Nur Kholis, a member of Komnas HAM, said the KPU had “neglected its work and as a result many people were unable to cast their vote”.  Syafruddin Ngulma Simeulue, another Komnas HAM member, said the KPU had failed to fix problems with the voters list in time for the presidential election, despite widespread calls to do so.

Syafruddin said that a number of prisoners in Kalimantan had been unable to vote. “Most of the prisoners have no identity card, and the commission did not allow them to vote,” he said. Yoseph Adi, also a Komnas HAM member, said many hospital patients had not been able to vote because the KPU failed to provide polling stations. “There were systemic violations by design,” he said. “In the legislative elections, we already criticised them, but they ignored it. They did not fix problems for the presidential election.”

Nur Hidayat Sardini, chairman of the Elections Supervisory Board (Bawaslu), said his agency had determined that although many election irregularities had taken place, they were within a tolerable level. “Though several violations occurred during the election, we have to think critically and recognise that they were not massive or systematic as the plaintiffs alleged.”

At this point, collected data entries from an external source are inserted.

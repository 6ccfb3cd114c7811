//! Re-hosting of external images into our own storage

use crate::services::fetcher::{FetchError, FetchedImage, ImageFetcher};
use crate::utils::ssrf_validation::{validate_image_url, UrlRejection};
use std::sync::Arc;
use url::Url;
use waypoint_core::constants::{CACHED_EXTERNAL_MARKER, STORED_OBJECT_CACHE_CONTROL};
use waypoint_storage::keys::{content_type_for_key, generate_cached_external_key};
use waypoint_storage::{Storage, StorageError};

#[derive(Debug, thiserror::Error)]
pub enum RehostError {
    #[error(transparent)]
    Rejected(#[from] UrlRejection),

    #[error(transparent)]
    Fetch(#[from] FetchError),

    #[error("Storage error: {0}")]
    Storage(#[from] StorageError),

    #[error("Storage backend does not expose public URLs")]
    NoPublicUrl,
}

/// Result of caching one external image reference
#[derive(Debug, Clone, PartialEq, Eq)]
pub enum CacheOutcome {
    /// Reference already points at re-hosted content; nothing was fetched
    AlreadyStable,
    Rehosted { public_url: String },
    /// Dry run: the image was fetched and would have been stored
    WouldRehost,
}

/// Whether `url` already points at content served from our storage.
///
/// Under the public base means same origin and a path at or below the base
/// path on a segment boundary.
pub fn is_stable_url(url: &str, public_base_url: Option<&str>) -> bool {
    if url.contains(CACHED_EXTERNAL_MARKER) {
        return true;
    }
    match public_base_url.map(str::trim).filter(|b| !b.is_empty()) {
        Some(base) => is_under_base(url, base),
        None => false,
    }
}

fn is_under_base(url: &str, base: &str) -> bool {
    let (Ok(url), Ok(base)) = (Url::parse(url.trim()), Url::parse(base)) else {
        return false;
    };
    if url.origin() != base.origin() {
        return false;
    }

    let base_path = base.path().trim_end_matches('/');
    if base_path.is_empty() {
        return true;
    }
    url.path() == base_path
        || url
            .path()
            .strip_prefix(base_path)
            .is_some_and(|rest| rest.starts_with('/'))
}

/// Validate, fetch and store external images
#[derive(Clone)]
pub struct ImageRehoster {
    fetcher: Arc<dyn ImageFetcher>,
    storage: Arc<dyn Storage>,
}

impl ImageRehoster {
    pub fn new(fetcher: Arc<dyn ImageFetcher>, storage: Arc<dyn Storage>) -> Self {
        Self { fetcher, storage }
    }

    pub fn is_stable(&self, url: &str) -> bool {
        is_stable_url(url, self.storage.public_base_url().as_deref())
    }

    /// Bring one external image reference under our storage.
    ///
    /// Stable references short-circuit before any network access. With
    /// `dry_run` the image is still validated and fetched but never stored.
    #[tracing::instrument(skip(self), fields(operation = "cache_external"))]
    pub async fn cache_external(
        &self,
        raw_url: &str,
        dry_run: bool,
    ) -> Result<CacheOutcome, RehostError> {
        if self.is_stable(raw_url) {
            return Ok(CacheOutcome::AlreadyStable);
        }

        let url = validate_image_url(raw_url)?;
        let image = self.fetcher.fetch_image(&url).await?;

        if dry_run {
            return Ok(CacheOutcome::WouldRehost);
        }

        let public_url = self.rehost(image).await?;
        Ok(CacheOutcome::Rehosted { public_url })
    }

    /// Store fetched bytes under a fresh random key and return their public URL.
    ///
    /// The object is stored with the content type implied by the key's
    /// extension, so every backend serves it the same way. Types outside the
    /// extension table (e.g. `image/svg+xml`) are stored as `image/jpeg`.
    pub async fn rehost(&self, image: FetchedImage) -> Result<String, RehostError> {
        let key = generate_cached_external_key(&image.content_type);
        let stored_type = content_type_for_key(&key);
        let size = image.bytes.len();
        let public_url = self
            .storage
            .public_url(&key)
            .ok_or(RehostError::NoPublicUrl)?;

        self.storage
            .put_new(
                &key,
                image.bytes,
                stored_type,
                STORED_OBJECT_CACHE_CONTROL,
            )
            .await?;

        tracing::info!(
            key = %key,
            size_bytes = size,
            upstream_content_type = %image.content_type,
            content_type = %stored_type,
            "Re-hosted external image"
        );

        Ok(public_url)
    }
}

After the court handed down its decision, the losing candidates indicated they would accept verdict. “The Constitutional Court verdict is final and binding,” said Chairuman Harahap, from Kalla’s team. “In this state of law, we have no other option but to accept the result.”  Arteria Dahlan, from Megawati’s team, said that the team had yet to decide whether it was going to take further legal action.

Megawati met with protesters at Teuku Umar, Central Jakarta, urging them not to “riot” following the verdict. “I ask you all to go home now. If you are involved in violence, I will be disappointed,” Megawati said. Her running mate Prabowo asked for the protesters to “respect the legal system in the country” despite the court’s decision. The protesters had previously blockaded an area around the court, burning boxes and parking a truck in the middle of the road.

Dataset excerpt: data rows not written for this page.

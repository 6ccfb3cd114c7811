use crate::auth::authorize_backfill;
use crate::error::{ErrorResponse, HttpAppError};
use crate::state::AppState;
use axum::{
    extract::{Query, State},
    http::{header, HeaderMap, StatusCode},
    response::{IntoResponse, Response},
    Json,
};
use std::sync::Arc;
use waypoint_core::constants::NO_STORE;
use waypoint_core::models::{BackfillParams, BackfillQuery, BackfillReport};
use waypoint_core::AppError;

/// Re-host external images of one page of a trip's vote options
///
/// Requires the backfill token (`x-backfill-token`, `Authorization: Bearer`
/// or `token` query parameter). Page through with `nextOffset` until it is null.
#[utoipa::path(
    get,
    path = "/api/backfill-vote-images",
    tag = "backfill",
    params(BackfillQuery),
    responses(
        (status = 200, description = "Page report", body = BackfillReport),
        (status = 400, description = "Missing tripId", body = ErrorResponse),
        (status = 401, description = "Missing or invalid token", body = ErrorResponse),
        (status = 500, description = "Token, database or storage not configured", body = ErrorResponse)
    )
)]
#[tracing::instrument(skip(state, headers, query), fields(trip_id = ?query.trip_id, operation = "backfill_vote_images"))]
pub async fn backfill_vote_images(
    State(state): State<Arc<AppState>>,
    headers: HeaderMap,
    Query(query): Query<BackfillQuery>,
) -> Result<Response, HttpAppError> {
    authorize_backfill(
        state.security.backfill_token.as_deref(),
        &headers,
        query.token.as_deref(),
    )?;

    let trip_id = query
        .trip_id
        .as_deref()
        .map(str::trim)
        .filter(|t| !t.is_empty())
        .ok_or_else(|| AppError::InvalidInput("tripId query parameter is required".to_string()))?;

    let params = BackfillParams::new(
        trip_id.to_string(),
        query.limit.as_deref(),
        query.offset.as_deref(),
        query.dry_run.as_deref(),
    );

    let report = state.backfill_service()?.run_page(&params).await?;

    Ok((
        StatusCode::OK,
        [(header::CACHE_CONTROL, NO_STORE)],
        Json(report),
    )
        .into_response())
}
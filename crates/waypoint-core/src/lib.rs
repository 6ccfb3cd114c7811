//! Waypoint Core Library
//!
//! This crate provides configuration, error types, constants and domain models
//! shared by the Waypoint storage, database and API crates.

pub mod config;
pub mod constants;
pub mod error;
pub mod models;
pub mod storage_types;

// Re-export commonly used types
pub use config::{BaseConfig, Config, ServiceConfig};
pub use error::{AppError, ErrorMetadata, LogLevel};
pub use storage_types::StorageBackend;
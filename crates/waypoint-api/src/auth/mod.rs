pub mod backfill_token;

pub use backfill_token::{authorize_backfill, presented_token};
use axum::{extract::Request, http::HeaderValue, middleware::Next, response::Response};
use uuid::Uuid;

pub const REQUEST_ID_HEADER: &str = "X-Request-ID";

/// Request ID stored in request extensions
#[derive(Clone, Debug)]
pub struct RequestId(pub String);

/// Middleware that reuses an incoming `X-Request-ID` or generates one, and
/// echoes it on the response.
pub async fn request_id_middleware(mut request: Request, next: Next) -> Response {
    let request_id = request
        .headers()
        .get(REQUEST_ID_HEADER)
        .and_then(|h| h.to_str().ok())
        .filter(|s| !s.is_empty() && s.len() <= 128)
        .map(|s| s.to_string())
        .unwrap_or_else(|| Uuid::new_v4().to_string());

    request
        .extensions_mut()
        .insert(RequestId(request_id.clone()));

    let mut response = next.run(request).await;

    if let Ok(header_value) = HeaderValue::from_str(&request_id) {
        response.headers_mut().insert(REQUEST_ID_HEADER, header_value);
    }

    response
}
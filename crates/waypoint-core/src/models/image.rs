use serde::{Deserialize, Serialize};
use utoipa::{IntoParams, ToSchema};

/// Query parameters shared by the single-URL endpoints
#[derive(Debug, Deserialize, IntoParams)]
#[into_params(parameter_in = Query)]
pub struct ExternalUrlQuery {
    /// Absolute http(s) URL of the external resource
    pub url: Option<String>,
}

/// Result of a cache-image request. Exactly one field is present.
#[derive(Debug, Clone, PartialEq, Eq, Serialize, Deserialize, ToSchema)]
#[serde(rename_all = "camelCase")]
pub struct CacheImageResponse {
    #[serde(skip_serializing_if = "Option::is_none")]
    pub public_url: Option<String>,
    #[serde(skip_serializing_if = "Option::is_none")]
    pub error: Option<String>,
}

impl CacheImageResponse {
    pub fn hosted(public_url: impl Into<String>) -> Self {
        Self {
            public_url: Some(public_url.into()),
            error: None,
        }
    }

    pub fn failed(error: impl Into<String>) -> Self {
        Self {
            public_url: None,
            error: Some(error.into()),
        }
    }
}
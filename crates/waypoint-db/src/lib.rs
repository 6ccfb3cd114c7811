//! Database repositories for data access layer
//!
//! The API only touches the image columns of vote options. Everything else
//! in the trip schema is owned by the hosted platform.

pub mod vote_option;

pub use vote_option::{VoteOptionRepository, VoteOptionStore};

use sqlx::PgPool;

/// Apply the bundled migrations. Only used for local development databases.
pub async fn run_migrations(pool: &PgPool) -> Result<(), anyhow::Error> {
    sqlx::migrate!("../../migrations").run(pool).await?;
    Ok(())
}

The Indonesian media joined in, exhorting that it was time for the country to “move on”. The Jakarta Globe editorialised that “the future well-being of the country requires that the losers accept the results and move forward—as either avid opponents of the government or tactical allies”.  That is precisely what Megawati and Kalla appear to be doing, well aware that any sustained campaign threatens to undermine the flimsy façade of Indonesian democracy and provide an outlet for deep-seated social discontent that none of the candidates has any answers for.

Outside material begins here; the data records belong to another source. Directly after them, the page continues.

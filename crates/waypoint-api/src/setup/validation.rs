//! Configuration validation
//!
//! Validates critical configuration values at startup to catch misconfigurations early.

use anyhow::Result;
use waypoint_core::{Config, StorageBackend};

/// Validate critical configuration values
///
/// Fails on settings that are unsafe or cannot work; only warns about
/// missing optional collaborators.
pub fn validate_config(config: &Config) -> Result<()> {
    config.validate()?;

    let is_production = config.is_production();

    if is_production && config.cors_origins().iter().any(|o| o == "*") {
        return Err(anyhow::anyhow!(
            "CORS configured to allow all origins (*) in production - \
            set specific allowed origins via CORS_ORIGINS"
        ));
    }

    if config.db_max_connections() == 0 {
        return Err(anyhow::anyhow!("Database max connections cannot be 0"));
    }

    if config.db_timeout_seconds() == 0 {
        return Err(anyhow::anyhow!("Database timeout cannot be 0"));
    }

    if config.request_timeout_secs() < config.image_fetch_timeout_secs() {
        tracing::warn!(
            request_timeout_secs = config.request_timeout_secs(),
            fetch_timeout_secs = config.image_fetch_timeout_secs(),
            "Request timeout is shorter than the upstream fetch timeout"
        );
    }

    if is_production && !config.ssrf_guard_resolved_addrs() {
        return Err(anyhow::anyhow!(
            "SSRF_GUARD_RESOLVED_ADDRS cannot be disabled in production"
        ));
    }

    if let Some(token) = config.backfill_token() {
        if is_production && token.len() < 16 {
            tracing::warn!("BACKFILL_TOKEN is shorter than 16 characters");
        }
    }

    if config.storage_backend() == Some(StorageBackend::Local)
        && config.local_storage_base_url().is_none()
        && config.storage_public_base_url().is_none()
    {
        tracing::warn!(
            "Local storage without LOCAL_STORAGE_BASE_URL - re-hosted images will have no public URL"
        );
    }

    tracing::info!("Configuration validation passed");
    Ok(())
}
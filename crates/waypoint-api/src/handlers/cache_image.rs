use crate::error::{ErrorResponse, HttpAppError};
use crate::handlers::required_url;
use crate::services::CacheOutcome;
use crate::state::IngestState;
use crate::utils::{validate_image_url, UrlRejection};
use axum::{
    extract::{Query, State},
    http::{header, StatusCode},
    response::{IntoResponse, Response},
    Json,
};
use waypoint_core::constants::{CACHE_IMAGE_CACHE_CONTROL, NO_STORE};
use waypoint_core::models::{CacheImageResponse, ExternalUrlQuery};

/// Re-host an external image and return its stable public URL
///
/// Per-image failures (blocked target, upstream error, storage error) are
/// reported as `200 {error}` so the client can fall back to the original URL.
#[utoipa::path(
    get,
    path = "/api/cache-image",
    tag = "images",
    params(ExternalUrlQuery),
    responses(
        (status = 200, description = "Public URL of the re-hosted image, or a per-image error", body = CacheImageResponse),
        (status = 400, description = "Missing or malformed url", body = ErrorResponse),
        (status = 500, description = "Storage not configured", body = ErrorResponse)
    )
)]
#[tracing::instrument(skip(ingest, query), fields(url = ?query.url, operation = "cache_image"))]
pub async fn cache_image(
    State(ingest): State<IngestState>,
    Query(query): Query<ExternalUrlQuery>,
) -> Result<Response, HttpAppError> {
    let raw = required_url(query.url.as_deref())?;

    if let Err(rejection @ UrlRejection::Malformed(_)) = validate_image_url(raw) {
        return Err(rejection.into());
    }

    let rehoster = ingest.rehoster()?;

    let response = match rehoster.cache_external(raw, false).await {
        Ok(CacheOutcome::AlreadyStable) => hosted(raw.to_string()),
        Ok(CacheOutcome::Rehosted { public_url }) => hosted(public_url),
        Ok(CacheOutcome::WouldRehost) => {
            return Err(HttpAppError::from(anyhow::anyhow!(
                "re-host finished without storing the image"
            )))
        }
        Err(e) => {
            tracing::warn!(url = %raw, error = %e, "Failed to cache external image");
            (
                StatusCode::OK,
                [(header::CACHE_CONTROL, NO_STORE)],
                Json(CacheImageResponse::failed(e.to_string())),
            )
                .into_response()
        }
    };

    Ok(response)
}

fn hosted(public_url: String) -> Response {
    (
        StatusCode::OK,
        [(header::CACHE_CONTROL, CACHE_IMAGE_CACHE_CONTROL)],
        Json(CacheImageResponse::hosted(public_url)),
    )
        .into_response()
}
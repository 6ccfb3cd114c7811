#[cfg(feature = "storage-local")]
use crate::LocalStorage;
#[cfg(feature = "storage-s3")]
use crate::{s3::S3Settings, S3Storage};
use crate::{Storage, StorageBackend, StorageError, StorageResult};
use std::sync::Arc;
use waypoint_core::Config;

/// Create a storage backend based on configuration
pub async fn create_storage(config: &Config) -> StorageResult<Arc<dyn Storage>> {
    let backend = config.storage_backend().unwrap_or(StorageBackend::S3);

    match backend {
        #[cfg(feature = "storage-s3")]
        StorageBackend::S3 => {
            let bucket = config
                .s3_bucket()
                .map(String::from)
                .ok_or_else(|| StorageError::ConfigError("S3_BUCKET not configured".to_string()))?;
            let region = config.s3_region().map(String::from).ok_or_else(|| {
                StorageError::ConfigError("S3_REGION or AWS_REGION not configured".to_string())
            })?;

            let storage = S3Storage::new(S3Settings {
                bucket,
                region,
                endpoint_url: config.s3_endpoint().map(String::from),
                access_key_id: config.storage_access_key_id().map(String::from),
                secret_access_key: config.storage_secret_access_key().map(String::from),
                public_base_url: config.storage_public_base_url().map(String::from),
            })
            .await?;
            Ok(Arc::new(storage))
        }

        #[cfg(not(feature = "storage-s3"))]
        StorageBackend::S3 => Err(StorageError::ConfigError(
            "S3 storage backend not available (storage-s3 feature not enabled)".to_string(),
        )),

        #[cfg(feature = "storage-local")]
        StorageBackend::Local => {
            let base_path = config
                .local_storage_path()
                .map(String::from)
                .ok_or_else(|| {
                    StorageError::ConfigError("LOCAL_STORAGE_PATH not configured".to_string())
                })?;
            let base_url = config
                .local_storage_base_url()
                .or_else(|| config.storage_public_base_url())
                .map(String::from);

            let storage = LocalStorage::new(base_path, base_url).await?;
            Ok(Arc::new(storage))
        }

        #[cfg(not(feature = "storage-local"))]
        StorageBackend::Local => Err(StorageError::ConfigError(
            "Local storage backend not available (storage-local feature not enabled)".to_string(),
        )),
    }
}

Yudhoyono used his first major speech after the court’s verdict to commit himself to “complete the reform agendas” in the economy, and calling for a major offensive to combat terrorism. Delivering his State of the Nation address to the House of Representatives on August 14, the president called on the “whole of the Indonesian people” to “lend a helping hand to the security apparatus” by providing information on “perpetrators of terrorism who hide in the midst of our community”.

Under the banner of fighting terrorism, Yudhoyono is strengthening the military-police apparatus as he steps up a free-market business agenda that will cause further hardship for ordinary people.